We experienced several problems when we upgraded to Red Hat Enterprise Linux 6.2 from CentOS 5.4. A user of ours started reporting slowness on some of his larger HPC jobs. We looked at tons of things then started noticing that one or more nodes would start swapping for no reason. His job would only use about 60-70% of the memory on each node but some nodes would inexplicably swap (diagnosed with vmstat).
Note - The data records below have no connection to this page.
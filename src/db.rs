//! Sets up the tables for the application's SQLite database.

use rusqlite::{Connection, Transaction as SqlTransaction, TransactionBehavior};

use crate::{Error, transaction::create_transactions_table, user::create_users_table};

/// Create the tables for the application's domain models if they do not already exist.
///
/// Table creation happens in a single exclusive transaction so that two server
/// processes pointed at the same database file cannot interleave their setup.
///
/// # Errors
/// Returns an error if there is an SQL error.
pub fn initialize(connection: &Connection) -> Result<(), Error> {
    connection.pragma_update(None, "foreign_keys", true)?;

    let transaction = SqlTransaction::new_unchecked(connection, TransactionBehavior::Exclusive)?;

    create_users_table(&transaction)?;
    create_transactions_table(&transaction)?;

    transaction.commit()?;

    Ok(())
}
I talked to people at other universities and HPC sites and verified that a similar problem was occurring on their RHEL 6.2 installations.
We also looked at the possibility of the job overloading one NUMA memory node on the affected hosts (this is on dual socket servers with Intel Sandy Bridge). That didn't appear to be the case. Tons of other ideas also came up short.
Finally, we got a recommendation from a counterpart elsewhere to try RHEL 6.4's kernel. We had opened a support case with Red Hat that wasn't making progress, so we decided to try it out and see what happens. We upgraded the kernel to RHEL 6.4's kernel while keeping the base 6.2 image. All of our problems were solved.
Unfortunately we don't know what the problem was or if RHEL 6.3's kernel would have fixed it (probably not according to this particular counterpart of ours). Unfortunately we made two changes at the same time: new hardware with Sandy Bridge and RHEL 6.x. It may be a combination of the two.
I've heard some rumors as to what the real cause of the problems were but I'll decline to pass that along to the Internet at large until I can link to a public posting of some kind.
Consider this a public service announcement that I would recommend checking out RHEL 6.4's kernel instead of an earlier 6.x release.